I went to that team meeting expecting it to be pro forma: Of course I wanted this for Nat. But as the meeting progressed, my heart sank. This was not a placement I could accept for my son, who was enrolled in a year-round program at his private school and was just beginning vocational training—training that was hands-on, in the community, real-life, working with a job coach. The high school program, on the other hand, had no vocational program to show me. "It is individualized," they explained to me. But how could I sign on to something so ill-defined when certainty, prediction, and preparedness are a lifeline for so many autistic students, including my son? The school system ended up sending Nat back to his private school for five more years, to the tune of around $80,000 a year in public school dollars.

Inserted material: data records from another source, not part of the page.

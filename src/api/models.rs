use chrono::{DateTime, Utc};
use serde::{Deserialize, Deserializer, Serialize};

/// Response envelope returned by every Inkwell API endpoint.
#[derive(Debug, Clone, Deserialize)]
pub struct Envelope<T> {
    pub success: bool,
    #[serde(default)]
    pub message: String,
    pub data: Option<T>,
}

/// The signed-in user as held by the session store.
#[derive(Debug, Clone, PartialEq, Eq, Serialize, Deserialize)]
pub struct Session {
    pub id: String,
    pub email: String,
    pub username: String,
    #[serde(rename = "fullName", default, skip_serializing_if = "Option::is_none")]
    pub full_name: Option<String>,
}

/// User payload returned by `/login` and `/register`.
#[derive(Debug, Clone, Deserialize)]
pub struct Profile {
    #[serde(default)]
    pub id: Option<String>,
    pub email: String,
    #[serde(default)]
    pub username: String,
    #[serde(rename = "fullName", default)]
    pub full_name: Option<String>,
}

impl Profile {
    /// The API resolves authors by email when no id is issued.
    pub fn into_session(self) -> Session {
        let id = match self.id {
            Some(id) if !id.is_empty() => id,
            _ => self.email.clone(),
        };
        Session {
            id,
            email: self.email,
            username: self.username,
            full_name: self.full_name.filter(|n| !n.trim().is_empty()),
        }
    }
}

#[derive(Debug, Clone, Serialize)]
pub struct Credentials {
    pub email: String,
    pub password: String,
}

#[derive(Debug, Clone, Serialize)]
pub struct NewAccount {
    #[serde(rename = "fullName")]
    pub full_name: String,
    pub username: String,
    pub email: String,
    pub password: String,
}

#[derive(Debug, Clone, Default, Serialize, Deserialize)]
pub struct Post {
    #[serde(rename = "blog_id", alias = "id", default, skip_serializing_if = "Option::is_none")]
    pub id: Option<String>,
    pub title: String,
    #[serde(default)]
    pub blog_content: String,
    #[serde(default)]
    pub author_id: String,
    #[serde(default, skip_serializing_if = "Option::is_none")]
    pub author_name: Option<String>,
    #[serde(default, skip_serializing_if = "Option::is_none")]
    pub author_username: Option<String>,
    #[serde(default)]
    pub created_at: DateTime<Utc>,
    #[serde(default)]
    pub updated_at: DateTime<Utc>,
    #[serde(default, deserialize_with = "null_as_default")]
    pub tags: Vec<String>,
    #[serde(default)]
    pub blog_image: String,
    #[serde(default)]
    pub category: String,
    #[serde(default)]
    pub views: u64,
    #[serde(default)]
    pub likes: u64,
    #[serde(default)]
    pub comments: u64,
    #[serde(default)]
    pub featured: bool,
    #[serde(default)]
    pub trending: bool,
    #[serde(default, skip_serializing_if = "Option::is_none")]
    pub liked_by: Option<Vec<String>>,
}

impl Post {
    pub fn key(&self) -> PostKey {
        PostKey {
            id: self.id.clone().filter(|id| !id.is_empty()),
            title: self.title.clone(),
        }
    }

    pub fn is_liked_by(&self, username: &str) -> bool {
        self.liked_by
            .as_ref()
            .is_some_and(|users| users.iter().any(|u| u == username))
    }
}

/// Identifies a post on mutating calls. The server-issued id is sent whenever it is known;
/// the title remains for endpoints that still look posts up by title.
#[derive(Debug, Clone, PartialEq, Eq, Serialize)]
pub struct PostKey {
    #[serde(rename = "blog_id", skip_serializing_if = "Option::is_none")]
    pub id: Option<String>,
    pub title: String,
}

impl PostKey {
    /// Value used in URLs and for `GET /comments?blog_id=`.
    pub fn path_segment(&self) -> &str {
        self.id.as_deref().unwrap_or(&self.title)
    }
}

#[derive(Debug, Clone, Serialize)]
pub struct NewPost {
    pub title: String,
    pub blog_content: String,
    pub author_id: String,
    pub tags: Vec<String>,
    pub blog_image: String,
    pub category: String,
}

#[derive(Debug, Clone, Serialize, Deserialize)]
pub struct Comment {
    #[serde(default)]
    pub comment_id: String,
    #[serde(default)]
    pub blog_id: String,
    #[serde(default)]
    pub author_id: String,
    #[serde(default, skip_serializing_if = "Option::is_none")]
    pub parent_id: Option<String>,
    pub content: String,
    #[serde(default)]
    pub likes: u64,
    #[serde(default)]
    pub created_at: DateTime<Utc>,
}

#[derive(Debug, Clone, Serialize)]
pub struct NewComment {
    pub blog_id: String,
    pub author_id: String,
    pub content: String,
}

fn null_as_default<'de, D, T>(deserializer: D) -> Result<T, D::Error>
where
    D: Deserializer<'de>,
    T: Default + Deserialize<'de>,
{
    Ok(Option::<T>::deserialize(deserializer)?.unwrap_or_default())
}

#[cfg(test)]
mod tests {
    use super::*;

    #[test]
    fn post_accepts_go_style_payload() {
        let json = r#"{
            "title": "Demystifying Transformer Models",
            "blog_content": "A visual guide",
            "author_id": "u-5",
            "created_at": "2026-02-17T10:00:00Z",
            "updated_at": "0001-01-01T00:00:00Z",
            "tags": null,
            "blog_image": "",
            "category": "Technology",
            "views": 45600,
            "likes": 3400,
            "comments": 478,
            "featured": true,
            "trending": true
        }"#;
        let post: Post = serde_json::from_str(json).unwrap();
        assert_eq!(post.id, None);
        assert!(post.tags.is_empty());
        assert_eq!(post.views, 45600);
        assert!(post.featured && post.trending);
        assert_eq!(post.key().path_segment(), "Demystifying Transformer Models");
    }

    #[test]
    fn post_id_accepts_blog_id_or_id() {
        let a: Post = serde_json::from_str(r#"{"blog_id": "b1", "title": "t"}"#).unwrap();
        let b: Post = serde_json::from_str(r#"{"id": "b2", "title": "t"}"#).unwrap();
        assert_eq!(a.id.as_deref(), Some("b1"));
        assert_eq!(b.id.as_deref(), Some("b2"));
    }

    #[test]
    fn post_key_prefers_server_id() {
        let post = Post {
            id: Some("b1".into()),
            title: "Hello world".into(),
            ..Post::default()
        };
        let key = post.key();
        assert_eq!(key.path_segment(), "b1");
        let body = serde_json::to_value(&key).unwrap();
        assert_eq!(body["blog_id"], "b1");
        assert_eq!(body["title"], "Hello world");
    }

    #[test]
    fn post_key_without_id_omits_blog_id() {
        let post = Post {
            id: Some(String::new()),
            title: "Hello world".into(),
            ..Post::default()
        };
        let body = serde_json::to_value(post.key()).unwrap();
        assert!(body.get("blog_id").is_none());
    }

    #[test]
    fn liked_by_membership() {
        let post = Post {
            liked_by: Some(vec!["elena".into(), "marcus".into()]),
            ..Post::default()
        };
        assert!(post.is_liked_by("marcus"));
        assert!(!post.is_liked_by("aria"));
        assert!(!Post::default().is_liked_by("marcus"));
    }

    #[test]
    fn profile_without_id_uses_email() {
        let profile: Profile =
            serde_json::from_str(r#"{"email": "a@b.c", "username": "aria"}"#).unwrap();
        let session = profile.into_session();
        assert_eq!(session.id, "a@b.c");
        assert_eq!(session.username, "aria");
        assert_eq!(session.full_name, None);
    }

    #[test]
    fn session_round_trips_with_camel_case_name() {
        let session = Session {
            id: "u1".into(),
            email: "a@b.c".into(),
            username: "aria".into(),
            full_name: Some("Aria Nakamura".into()),
        };
        let json = serde_json::to_string(&session).unwrap();
        assert!(json.contains("\"fullName\""));
        let back: Session = serde_json::from_str(&json).unwrap();
        assert_eq!(back, session);
    }
}
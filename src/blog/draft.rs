use crate::api::NewPost;

pub const TITLE_MIN: usize = 5;
pub const TITLE_MAX: usize = 100;
pub const WORDS_MIN: usize = 1;
pub const WORDS_MAX: usize = 500;
pub const TAG_LIMIT: usize = 5;

#[derive(Debug, Clone, Copy, PartialEq, Eq)]
pub enum DraftError {
    TitleLength,
    WordCount,
    MissingCategory,
}

impl DraftError {
    pub fn message(self) -> &'static str {
        match self {
            DraftError::TitleLength => "Title must be between 5 and 100 characters.",
            DraftError::WordCount => "Content must be between 1 and 500 words.",
            DraftError::MissingCategory => "Please choose a category.",
        }
    }
}

/// Tags in entry order, trimmed and de-duplicated. Input beyond [`TAG_LIMIT`] is ignored
/// rather than rejected.
#[derive(Debug, Clone, Default, PartialEq, Eq)]
pub struct TagSet(Vec<String>);

impl TagSet {
    /// Returns whether the tag was taken.
    pub fn add(&mut self, input: &str) -> bool {
        let tag = input.trim();
        if tag.is_empty() || self.is_full() || self.0.iter().any(|t| t == tag) {
            return false;
        }
        self.0.push(tag.to_string());
        true
    }

    pub fn is_full(&self) -> bool {
        self.0.len() >= TAG_LIMIT
    }

    /// Parse the comma-separated tag field of the form.
    pub fn parse(field: &str) -> Self {
        let mut tags = TagSet::default();
        for part in field.split(',') {
            tags.add(part);
        }
        tags
    }

    pub fn as_slice(&self) -> &[String] {
        &self.0
    }

    pub fn into_vec(self) -> Vec<String> {
        self.0
    }
}

/// A blog post as entered in the creation form.
#[derive(Debug, Clone, Default)]
pub struct Draft {
    pub title: String,
    pub content: String,
    pub category: String,
    pub image_url: String,
    pub tags: TagSet,
}

pub fn word_count(content: &str) -> usize {
    content.split_whitespace().count()
}

impl Draft {
    pub fn validate(&self) -> Result<(), DraftError> {
        let title_len = self.title.trim().chars().count();
        if !(TITLE_MIN..=TITLE_MAX).contains(&title_len) {
            return Err(DraftError::TitleLength);
        }
        let words = word_count(&self.content);
        if !(WORDS_MIN..=WORDS_MAX).contains(&words) {
            return Err(DraftError::WordCount);
        }
        if self.category.trim().is_empty() {
            return Err(DraftError::MissingCategory);
        }
        Ok(())
    }

    /// Validate and build the create request for `author_id`.
    pub fn into_new_post(self, author_id: &str) -> Result<NewPost, DraftError> {
        self.validate()?;
        Ok(NewPost {
            title: self.title.trim().to_string(),
            blog_content: self.content,
            author_id: author_id.to_string(),
            tags: self.tags.into_vec(),
            blog_image: self.image_url.trim().to_string(),
            category: self.category.trim().to_string(),
        })
    }
}
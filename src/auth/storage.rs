//! The two storage areas a browser context's sign-in can live in.

use std::collections::HashMap;
use std::sync::{Mutex, MutexGuard};
use std::time::{Duration, Instant};

use rusqlite::{params, OptionalExtension};

use crate::error::{AppError, AppResult};
use crate::state::DbPool;

/// A key/value area holding serialized sessions, keyed by browser context token.
pub trait SessionStorage: Send + Sync {
    fn read(&self, context_id: &str) -> AppResult<Option<String>>;
    fn write(&self, context_id: &str, payload: &str) -> AppResult<()>;
    fn clear(&self, context_id: &str) -> AppResult<()>;
}

/// Persistent area. Survives process restarts.
pub struct SqliteStorage {
    pool: DbPool,
}

impl SqliteStorage {
    pub fn new(pool: DbPool) -> Self {
        Self { pool }
    }

    /// Drop entries last written more than `max_age_days` ago. Their cookies have expired.
    pub fn prune(&self, max_age_days: u64) -> AppResult<usize> {
        let conn = self.pool.get()?;
        let removed = conn.execute(
            "DELETE FROM stored_sessions WHERE updated_at < datetime('now', ?1)",
            params![format!("-{} days", max_age_days)],
        )?;
        Ok(removed)
    }
}

impl SessionStorage for SqliteStorage {
    fn read(&self, context_id: &str) -> AppResult<Option<String>> {
        let conn = self.pool.get()?;
        let payload = conn
            .query_row(
                "SELECT payload FROM stored_sessions WHERE context_id = ?1",
                params![context_id],
                |row| row.get(0),
            )
            .optional()?;
        Ok(payload)
    }

    fn write(&self, context_id: &str, payload: &str) -> AppResult<()> {
        let conn = self.pool.get()?;
        conn.execute(
            "INSERT INTO stored_sessions (context_id, payload) VALUES (?1, ?2)
             ON CONFLICT(context_id) DO UPDATE SET payload = excluded.payload,
                 updated_at = datetime('now')",
            params![context_id, payload],
        )?;
        Ok(())
    }

    fn clear(&self, context_id: &str) -> AppResult<()> {
        let conn = self.pool.get()?;
        conn.execute(
            "DELETE FROM stored_sessions WHERE context_id = ?1",
            params![context_id],
        )?;
        Ok(())
    }
}

/// Volatile area. Lives only as long as the process.
///
/// Entries unused for longer than the idle limit are dropped: the browser holding the
/// session cookie has most likely been closed.
pub struct MemoryStorage {
    entries: Mutex<HashMap<String, Entry>>,
    idle_limit: Duration,
}

struct Entry {
    payload: String,
    last_used: Instant,
}

const DEFAULT_IDLE_LIMIT: Duration = Duration::from_secs(12 * 3600);

impl Default for MemoryStorage {
    fn default() -> Self {
        Self::with_idle_limit(DEFAULT_IDLE_LIMIT)
    }
}

impl MemoryStorage {
    pub fn new() -> Self {
        Self::default()
    }

    pub fn with_idle_limit(idle_limit: Duration) -> Self {
        Self {
            entries: Mutex::new(HashMap::new()),
            idle_limit,
        }
    }

    /// Drop entries last used before `now - idle_limit`.
    pub fn evict_idle(&self, now: Instant) -> AppResult<usize> {
        let mut entries = self.entries()?;
        let before = entries.len();
        entries.retain(|_, entry| {
            now.saturating_duration_since(entry.last_used) <= self.idle_limit
        });
        let evicted = before - entries.len();
        if evicted > 0 {
            tracing::debug!(evicted, "evicted idle volatile sessions");
        }
        Ok(evicted)
    }

    pub fn entry_count(&self) -> AppResult<usize> {
        Ok(self.entries()?.len())
    }

    fn entries(&self) -> AppResult<MutexGuard<'_, HashMap<String, Entry>>> {
        self.entries.lock().map_err(|_| AppError::Poisoned)
    }
}

impl SessionStorage for MemoryStorage {
    fn read(&self, context_id: &str) -> AppResult<Option<String>> {
        let now = Instant::now();
        let mut entries = self.entries()?;
        let Some(entry) = entries.get_mut(context_id) else {
            return Ok(None);
        };
        if now.saturating_duration_since(entry.last_used) > self.idle_limit {
            entries.remove(context_id);
            return Ok(None);
        }
        entry.last_used = now;
        Ok(Some(entry.payload.clone()))
    }

    fn write(&self, context_id: &str, payload: &str) -> AppResult<()> {
        let now = Instant::now();
        self.evict_idle(now)?;
        let entry = Entry {
            payload: payload.to_string(),
            last_used: now,
        };
        self.entries()?.insert(context_id.to_string(), entry);
        Ok(())
    }

    fn clear(&self, context_id: &str) -> AppResult<()> {
        self.entries()?.remove(context_id);
        Ok(())
    }
}

#[cfg(test)]
mod tests {
    use super::*;
    use crate::db;

    fn sqlite() -> (tempfile::TempDir, SqliteStorage) {
        let tmp = tempfile::tempdir().unwrap();
        let pool = db::create_pool(&tmp.path().join("test.db")).unwrap();
        db::run_migrations(&pool).unwrap();
        (tmp, SqliteStorage::new(pool))
    }

    fn exercise(storage: &dyn SessionStorage) {
        assert_eq!(storage.read("ctx").unwrap(), None);

        storage.write("ctx", "first").unwrap();
        assert_eq!(storage.read("ctx").unwrap().as_deref(), Some("first"));

        storage.write("ctx", "second").unwrap();
        assert_eq!(storage.read("ctx").unwrap().as_deref(), Some("second"));
        assert_eq!(storage.read("other").unwrap(), None);

        storage.clear("ctx").unwrap();
        assert_eq!(storage.read("ctx").unwrap(), None);

        // Clearing an absent key is a no-op.
        storage.clear("ctx").unwrap();
    }

    #[test]
    fn memory_storage_read_write_clear() {
        exercise(&MemoryStorage::new());
    }

    #[test]
    fn memory_storage_drops_abandoned_entries() {
        let storage = MemoryStorage::with_idle_limit(Duration::from_secs(60));
        for i in 0..100 {
            storage.write(&format!("ctx-{i}"), "payload").unwrap();
        }
        assert_eq!(storage.entry_count().unwrap(), 100);

        assert_eq!(storage.evict_idle(Instant::now()).unwrap(), 0);
        let later = Instant::now() + Duration::from_secs(61);
        assert_eq!(storage.evict_idle(later).unwrap(), 100);
        assert_eq!(storage.entry_count().unwrap(), 0);
    }

    #[test]
    fn memory_storage_forgets_idle_entry_on_read() {
        let storage = MemoryStorage::with_idle_limit(Duration::ZERO);
        storage.write("ctx", "payload").unwrap();
        std::thread::sleep(Duration::from_millis(5));
        assert_eq!(storage.read("ctx").unwrap(), None);
        assert_eq!(storage.entry_count().unwrap(), 0);
    }

    #[test]
    fn memory_storage_write_sweeps_stale_entries() {
        let storage = MemoryStorage::with_idle_limit(Duration::ZERO);
        storage.write("abandoned", "payload").unwrap();
        std::thread::sleep(Duration::from_millis(5));
        storage.write("fresh", "payload").unwrap();
        assert_eq!(storage.entry_count().unwrap(), 1);
    }

    #[test]
    fn sqlite_storage_read_write_clear() {
        let (_tmp, storage) = sqlite();
        exercise(&storage);
    }

    #[test]
    fn prune_drops_only_expired_entries() {
        let (_tmp, storage) = sqlite();
        storage.write("old", "a").unwrap();
        storage.write("fresh", "b").unwrap();
        storage
            .pool
            .get()
            .unwrap()
            .execute(
                "UPDATE stored_sessions SET updated_at = datetime('now', '-31 days') WHERE context_id = 'old'",
                [],
            )
            .unwrap();

        assert_eq!(storage.prune(30).unwrap(), 1);
        assert_eq!(storage.read("old").unwrap(), None);
        assert_eq!(storage.read("fresh").unwrap().as_deref(), Some("b"));
    }

    #[test]
    fn sqlite_storage_survives_new_pool() {
        let tmp = tempfile::tempdir().unwrap();
        let path = tmp.path().join("test.db");
        {
            let pool = db::create_pool(&path).unwrap();
            db::run_migrations(&pool).unwrap();
            SqliteStorage::new(pool).write("ctx", "kept").unwrap();
        }
        let pool = db::create_pool(&path).unwrap();
        db::run_migrations(&pool).unwrap();
        assert_eq!(
            SqliteStorage::new(pool).read("ctx").unwrap().as_deref(),
            Some("kept")
        );
    }
}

As a former school committee member, I know that the lack of adequate vocational training is not uncommon in our country's high schools. So what happens to the kids not bound for four-year colleges? Especially the students with severe special needs, who perhaps more than anyone need to learn skills for a demanding, intolerant world—a world in which social programs and supports are being cut to the bone. The number of opportunities for guys like Nat is little to none. In my state, as well as many others, if someone like Nat is going to work in the world, he will have to qualify for Medicaid waiver money through the state department of developmental services so that he can obtain a job coach. And then he'll have to...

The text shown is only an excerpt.